Anderson possesses MLB’s best batting average among all qualified hitters since capturing the AL batting crown in 2019. As of Wednesday, he represented one of just eight hitters hitting over .300 during that three-year window.

While 2020 didn't provide a full sample size, that's still 251 games and 1,091 plate appearances of elite production from the White Sox shortstop. It also comes with the fourth-lowest walk rate (3.8%) of all qualified position players, but that aggressiveness is clearly not hampering Anderson's success.

Case closed? Not all skeptics will relent, as Anderson's career transformation is more confusing the deeper you dive. Whereas most .300 hitters boast a contact rate above the 80-percent mark, he has never climbed above 77.0% in a single season. Anderson also doesn't hit the ball noticeably hard; this year's 89.5-mph average exit velocity is a career-high, but still close to the league's median. Those perusing his Statcast page will see a middling .264 xBA and expect the bottom to finally fall.

Anderson's high batting averages still don't make much complete sense, and it's fair to wonder if he can sustain MLB's highest BABIP without an exemplary line-drive or hard-hit rate. But don't we eventually have to believe a long-standing trend and appreciate a flourishing outlier?

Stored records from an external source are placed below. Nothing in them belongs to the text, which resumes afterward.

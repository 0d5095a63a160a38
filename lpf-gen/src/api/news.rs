//! News endpoints for content inspiration

use axum::extract::{Query, State};
use axum::Json;
use serde::{Deserialize, Serialize};

use super::ApiError;
use crate::clients::newsapi::Article;
use crate::AppState;

/// Upper bound on requested article counts
const MAX_COUNT: usize = 50;

fn default_category() -> String {
    "technology".to_string()
}

fn default_count() -> usize {
    10
}

/// Query parameters for GET /news/trending
#[derive(Debug, Deserialize)]
pub struct TrendingQuery {
    #[serde(default = "default_category")]
    pub category: String,
    #[serde(default = "default_count")]
    pub count: usize,
}

/// Response for GET /news/trending
#[derive(Debug, Serialize)]
pub struct TrendingResponse {
    pub success: bool,
    pub articles: Vec<Article>,
    pub category: String,
}

/// GET /news/trending
///
/// Top headlines by category for content inspiration.
pub async fn trending_news(
    State(state): State<AppState>,
    Query(query): Query<TrendingQuery>,
) -> Result<Json<TrendingResponse>, ApiError> {
    let news = state.news.as_ref().ok_or_else(not_configured)?;

    let articles = news
        .top_headlines(&query.category, query.count.min(MAX_COUNT))
        .await?;

    Ok(Json(TrendingResponse {
        success: true,
        articles,
        category: query.category,
    }))
}

/// Query parameters for GET /news/search
#[derive(Debug, Deserialize)]
pub struct SearchQuery {
    #[serde(default)]
    pub query: String,
    #[serde(default)]
    pub pillar: Option<String>,
    #[serde(default = "default_count")]
    pub count: usize,
}

/// Response for GET /news/search
#[derive(Debug, Serialize)]
pub struct SearchResponse {
    pub success: bool,
    pub articles: Vec<Article>,
    pub query: String,
}

/// GET /news/search
///
/// Popularity-sorted search over the last week, restricted to trusted
/// sources. An empty query falls back to the pillar keyword table.
pub async fn search_news(
    State(state): State<AppState>,
    Query(query): Query<SearchQuery>,
) -> Result<Json<SearchResponse>, ApiError> {
    let news = state.news.as_ref().ok_or_else(not_configured)?;

    let articles = news
        .search(
            &query.query,
            query.pillar.as_deref(),
            query.count.min(MAX_COUNT),
        )
        .await?;

    Ok(Json(SearchResponse {
        success: true,
        articles,
        query: query.query,
    }))
}

fn not_configured() -> ApiError {
    ApiError::NotConfigured(
        "NewsAPI key not configured. Set LPF_NEWSAPI_KEY or add newsapi_key to the TOML config."
            .to_string(),
    )
}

Perhaps his speed and ability to spray the ball all across the field are enough.

Of course, it helps that he's compiled 19 home runs and steals apiece in 128 games dating back to 2020. Leading off for a stacked White Sox lineup awaiting the return of Eloy Jimenez and Luis Robert is also cool. It wouldn't be wise to buy high on Anderson, who is batting .381 with 19 runs in 14 July games, but his current managers should enjoy the ride unless receiving an offer befitting a five-category stud.

Randy Arozarena (OF - TB): 21 Games
That's how many games Arozarena went without a home run or stolen base. Diamond Digest's Jeremy Frank noted an oddity regarding this drought right before Arozarena notched three long balls in two games.

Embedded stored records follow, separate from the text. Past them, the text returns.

/// Render a slide deck as PDF bytes
///
/// `title` becomes the document title; `images[i]` carries the
/// pre-generated illustration for slide `i`; `None` (or undecodable
/// bytes) draws the placeholder panel instead.
pub fn render(
    title: &str,
    slides: &[Slide],
    theme: &Theme,
    images: &[Option<Vec<u8>>],
    footer: Option<&str>,
) -> Result<Vec<u8>> {
    if slides.is_empty() {
        return Err(Error::InvalidInput("at least one slide is required".to_string()));
    }

    let bg = hex_rgb(theme.bg);
    let accent = hex_rgb(theme.accent);
    let text_color = hex_rgb(theme.text);
    let dim = hex_rgb(theme.dim);

    let mut doc = PdfDocument::new(title);
    let mut pages = Vec::with_capacity(slides.len());

    for (index, slide) in slides.iter().enumerate() {
        let plan = plan_slide(index, slide);
        let mut ops = Vec::new();

        // Background and header bar
        fill_rect(&mut ops, 0.0, 0.0, PAGE_WIDTH, PAGE_HEIGHT, bg);
        fill_rect(&mut ops, 0.0, PAGE_HEIGHT - 10.0, PAGE_WIDTH, 10.0, accent);

        // Page counter, top-right
        centered_text(
            &mut ops,
            &format!("{}/{}", index + 1, slides.len()),
            PAGE_WIDTH - 35.0,
            PAGE_HEIGHT - 28.0,
            10.0,
            BuiltinFont::Helvetica,
            dim,
        );

        // Title
        let title_y = if plan.cover {
            PAGE_HEIGHT - 150.0
        } else {
            PAGE_HEIGHT - 58.0
        };
        match plan.title_lines.as_slice() {
            [line1, line2] => {
                let (y1, y2) = if plan.cover {
                    (title_y + 30.0, title_y)
                } else {
                    (PAGE_HEIGHT - 50.0, PAGE_HEIGHT - 72.0)
                };
                centered_text(
                    &mut ops,
                    line1,
                    PAGE_WIDTH / 2.0,
                    y1,
                    plan.title_size,
                    BuiltinFont::HelveticaBold,
                    text_color,
                );
                centered_text(
                    &mut ops,
                    line2,
                    PAGE_WIDTH / 2.0,
                    y2,
                    plan.title_size,
                    BuiltinFont::HelveticaBold,
                    text_color,
                );
            }
            [line] => centered_text(
                &mut ops,
                line,
                PAGE_WIDTH / 2.0,
                title_y,
                plan.title_size,
                BuiltinFont::HelveticaBold,
                text_color,
            ),
            _ => {}
        }

        // Illustration, aspect-fit into the image box
        let image_box_y = if plan.cover {
            PAGE_HEIGHT - 480.0
        } else {
            PAGE_HEIGHT - 380.0
        };
        let decoded = images
            .get(index)
            .and_then(|bytes| bytes.as_deref())
            .and_then(|bytes| {
                let mut warnings = Vec::new();
                match RawImage::decode_from_bytes(bytes, &mut warnings) {
                    Ok(raw) => Some(raw),
                    Err(e) => {
                        warn!(slide = index, "Undecodable slide image: {}", e);
                        None
                    }
                }
            });
        match decoded {
            Some(raw) => {
                let image_id = doc.add_image(&raw);
                let (img_w, img_h) = (raw.width as f32, raw.height as f32);
                let box_ratio = IMAGE_BOX_W / IMAGE_BOX_H;
                let img_ratio = img_w / img_h.max(1.0);
                let (new_w, new_h) = if img_ratio > box_ratio {
                    (IMAGE_BOX_W, IMAGE_BOX_W / img_ratio)
                } else {
                    (IMAGE_BOX_H * img_ratio, IMAGE_BOX_H)
                };
                let x = IMAGE_BOX_X + (IMAGE_BOX_W - new_w) / 2.0;
                let y = image_box_y + (IMAGE_BOX_H - new_h) / 2.0;
                ops.push(Op::UseXobject {
                    id: image_id,
                    transform: XObjectTransform {
                        translate_x: Some(Pt(x)),
                        translate_y: Some(Pt(y)),
                        rotate: None,
                        // At 72 dpi one pixel is one point, so the scale
                        // factors map pixels straight to the fitted size
                        scale_x: Some(new_w / img_w.max(1.0)),
                        scale_y: Some(new_h / img_h.max(1.0)),
                        dpi: Some(72.0),
                    },
                });
            }
            None => {
                // Placeholder panel, always at the regular position
                fill_rect(
                    &mut ops,
                    IMAGE_BOX_X,
                    PAGE_HEIGHT - 380.0,
                    IMAGE_BOX_W,
                    IMAGE_BOX_H,
                    hex_rgb(PLACEHOLDER_BG),
                );
                centered_text(
                    &mut ops,
                    "[Image generation failed]",
                    PAGE_WIDTH / 2.0,
                    PAGE_HEIGHT - 230.0,
                    12.0,
                    BuiltinFont::Helvetica,
                    dim,
                );
            }
        }

        // Bulleted body
        let mut bullet_y = PAGE_HEIGHT - 420.0;
        for line in &plan.bullets {
            ops.push(set_fill(accent));
            ops.push(dot(80.0, bullet_y + 5.0, 4.0));
            left_text(
                &mut ops,
                line,
                110.0,
                bullet_y,
                16.0,
                BuiltinFont::Helvetica,
                text_color,
            );
            bullet_y -= plan.line_spacing;
        }

        // Footer caption and footer bar
        if let Some(caption) = footer {
            centered_text(
                &mut ops,
                caption,
                PAGE_WIDTH / 2.0,
                25.0,
                9.0,
                BuiltinFont::Helvetica,
                dim,
            );
        }
        fill_rect(&mut ops, 0.0, 0.0, PAGE_WIDTH, 10.0, accent);

        pages.push(PdfPage::new(
            Mm::from(Pt(PAGE_WIDTH)),
            Mm::from(Pt(PAGE_HEIGHT)),
            ops,
        ));
    }

    let mut warnings = Vec::new();
    let bytes = doc
        .with_pages(pages)
        .save(&PdfSaveOptions::default(), &mut warnings);
    Ok(bytes)
}

// ============================================================================
// Drawing helpers
// ============================================================================

fn set_fill(rgb: (f32, f32, f32)) -> Op {
    Op::SetFillColor {
        col: Color::Rgb(Rgb {
            r: rgb.0,
            g: rgb.1,
            b: rgb.2,
            icc_profile: None,
        }),
    }
}

fn line_point(x: f32, y: f32) -> LinePoint {
    LinePoint {
        p: Point { x: Pt(x), y: Pt(y) },
        bezier: false,
    }
}

/// Filled axis-aligned rectangle
fn fill_rect(ops: &mut Vec<Op>, x: f32, y: f32, w: f32, h: f32, rgb: (f32, f32, f32)) {
    ops.push(set_fill(rgb));
    ops.push(Op::DrawPolygon {
        polygon: Polygon {
            rings: vec![PolygonRing {
                points: vec![
                    line_point(x, y),
                    line_point(x + w, y),
                    line_point(x + w, y + h),
                    line_point(x, y + h),
                ],
            }],
            mode: PaintMode::Fill,
            winding_order: WindingOrder::NonZero,
        },
    });
}

/// Bullet dot: a filled octagon is indistinguishable from a circle at
/// this radius
fn dot(cx: f32, cy: f32, r: f32) -> Op {
    let points = (0..8)
        .map(|i| {
            let angle = std::f32::consts::TAU * i as f32 / 8.0;
            line_point(cx + r * angle.cos(), cy + r * angle.sin())
        })
        .collect();
    Op::DrawPolygon {
        polygon: Polygon {
            rings: vec![PolygonRing { points }],
            mode: PaintMode::Fill,
            winding_order: WindingOrder::NonZero,
        },
    }
}

/// Write a left-anchored text run
fn left_text(
    ops: &mut Vec<Op>,
    text: &str,
    x: f32,
    y: f32,
    size: f32,
    font: BuiltinFont,
    rgb: (f32, f32, f32),
) {
    ops.push(set_fill(rgb));
    ops.push(Op::StartTextSection);
    ops.push(Op::SetTextCursor {
        pos: Point { x: Pt(x), y: Pt(y) },
    });
    ops.push(Op::SetFontSizeBuiltinFont {
        size: Pt(size),
        font,
    });
    ops.push(Op::WriteTextBuiltinFont {
        items: vec![TextItem::Text(text.to_string())],
        font,
    });
    ops.push(Op::EndTextSection);
}

/// Write a run centered on `center_x`, using average-advance metrics for
/// the built-in Helvetica faces
fn centered_text(
    ops: &mut Vec<Op>,
    text: &str,
    center_x: f32,
    y: f32,
    size: f32,
    font: BuiltinFont,
    rgb: (f32, f32, f32),
) {
    let x = center_x - text_width(text, size, font) / 2.0;
    left_text(ops, text, x.max(0.0), y, size, font, rgb);
}

/// Approximate advance width of a Helvetica run
fn text_width(text: &str, size: f32, font: BuiltinFont) -> f32 {
    let factor = match font {
        BuiltinFont::HelveticaBold => 0.53,
        _ => 0.50,
    };
    text.chars().count() as f32 * size * factor
}

// ============================================================================
// Tests
// ============================================================================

It's funny how fast someone's fortune can turn.

If written a few days ago, this section would wonder what's wrong with Arozarena. The answer may now be "nothing." Although not the stud who dominated last September before guiding the Rays to the World Series, he's one of 13 players who have tallied double-digit homers (13) and steals (11) this season. Arozarena has 29 home runs and 18 steals in 155 career games when including his tremendous playoff success.

Given the out-of-hand preseason helium, drafters probably expected better than a 113 wRC+ from Arozarena. After all, he ended up going around the same range as Vladimir Guerrero Jr. The cost left little room for profit, but it soared precisely because of the power-speed pairing he's displayed.

Arozarena's .210 xBA and .288 xwOBA -- not factoring in Wednesday two-homer afternoon -- are also concerning, but he's more likely to repair those metrics than regress down to them. However, he'll struggle to rediscover last fall's high gear while hitting so few line drives (21.5%) and struggling against breaking (.241 wOBA) and offspeed (.245 wOBA) pitches.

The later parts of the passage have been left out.